Emotionally Engaged: My Journey Into Emotional Wealth
“...you’ve been depressed for about twenty years.”
Those words marked the end of my very first therapy session two decades ago. They landed heavy, yet strangely, I felt relief.
I instinctively replied, “But I’ve been happy sometimes.” At that moment, a memory flashed of me as a child, caught in what I used to call my “melancholy periods.” For the first time, I had a name for what had been quietly shaping my life.
Until then, I never considered myself depressed. I didn’t really understand emotional well-being at all. But in the space between my therapist’s words and my own recognition, a door opened. It was the beginning of my journey into emotional self-engagement.
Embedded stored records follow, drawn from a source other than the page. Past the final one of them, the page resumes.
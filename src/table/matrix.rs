//! Dense grid construction from sparse, spanning cells.

use crate::error::{Error, Result};
use crate::model::Cell;

/// A dense `row_count x col_count` grid of cell text.
#[derive(Debug, Clone, PartialEq, Eq)]
pub struct CellGrid {
    rows: Vec<Vec<String>>,
    col_count: usize,
    flat: Vec<String>,
}

impl CellGrid {
    /// Number of rows (always the declared row count).
    pub fn row_count(&self) -> usize {
        self.rows.len()
    }

    /// Number of columns (always the declared column count).
    pub fn col_count(&self) -> usize {
        self.col_count
    }

    /// Grid rows, top to bottom.
    pub fn rows(&self) -> &[Vec<String>] {
        &self.rows
    }

    /// Text at `(row, col)`, if inside the grid.
    pub fn get(&self, row: usize, col: usize) -> Option<&str> {
        self.rows.get(row)?.get(col).map(String::as_str)
    }

    /// Non-empty cell contents in input order, one entry per cell.
    pub fn flat_text(&self) -> &[String] {
        &self.flat
    }

    /// Rows that hold at least one non-empty entry.
    pub fn non_empty_rows(&self) -> Vec<Vec<String>> {
        self.rows
            .iter()
            .filter(|row| row.iter().any(|cell| !cell.is_empty()))
            .cloned()
            .collect()
    }

    /// Split into rows and flat text.
    pub fn into_parts(self) -> (Vec<Vec<String>>, Vec<String>) {
        (self.rows, self.flat)
    }
}

/// Upper bound on `row_count * col_count` for a single table.
pub const MAX_GRID_SLOTS: usize = 1 << 20;

/// Build a dense grid from cells.
///
/// The declared size is checked against [`MAX_GRID_SLOTS`] and every cell
/// against the declared bounds before anything is allocated. Each cell's text is then copied into every slot it covers, in
/// input order, so later cells overwrite earlier ones where they overlap.
pub fn build_grid(row_count: usize, col_count: usize, cells: &[Cell]) -> Result<CellGrid> {
    match row_count.checked_mul(col_count) {
        Some(slots) if slots <= MAX_GRID_SLOTS => {}
        _ => {
            return Err(Error::TableTooLarge {
                row_count,
                col_count,
                max: MAX_GRID_SLOTS,
            });
        }
    }
    for cell in cells {
        validate_cell(cell, row_count, col_count)?;
    }

    let mut rows = vec![vec![String::new(); col_count]; row_count];
    let mut flat = Vec::new();

    for cell in cells {
        if !cell.content.is_empty() {
            flat.push(cell.content.clone());
        }
        for row in &mut rows[cell.row..cell.row + cell.row_span] {
            for slot in &mut row[cell.col..cell.col + cell.col_span] {
                slot.clone_from(&cell.content);
            }
        }
    }

    Ok(CellGrid {
        rows,
        col_count,
        flat,
    })
}

fn validate_cell(cell: &Cell, row_count: usize, col_count: usize) -> Result<()> {
    if cell.row_span == 0 || cell.col_span == 0 {
        return Err(Error::InvalidSpan {
            row: cell.row,
            col: cell.col,
        });
    }

    let row_end = cell.row.checked_add(cell.row_span);
    let col_end = cell.col.checked_add(cell.col_span);
    let fits = matches!((row_end, col_end), (Some(r), Some(c)) if r <= row_count && c <= col_count);
    if !fits {
        return Err(Error::CellOutOfBounds {
            row: cell.row,
            col: cell.col,
            row_span: cell.row_span,
            col_span: cell.col_span,
            row_count,
            col_count,
        });
    }

    Ok(())
}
That session was jarring and liberating all at once. For the first time in nearly thirty years, I began to notice and connect with my emotions—not to fix them, but to feel them. My therapist made it clear that I wasn’t broken. Healing wasn’t about reaching an endpoint of perfection; it was about relating, tending, and deepening into my humanity.
Over the last twenty years, I’ve learned that Emotional Wealth isn’t one-size-fits-all. It is a lifelong practice of noticing, feeling, and honoring your emotional landscape. Sometimes it’s messy, sometimes it’s illuminating. Always, it’s alive.
Kerry Washington once said: “I’m not in this to be done. This is a gift I give to myself.” That is how I’ve come to view emotional engagement—an ongoing gift of presence, honesty, and care.
So I ask you:
How often are you emotionally engaged with yourself?
When was the last time you felt deeply connected to your needs?
What does successful emotional care look like for you?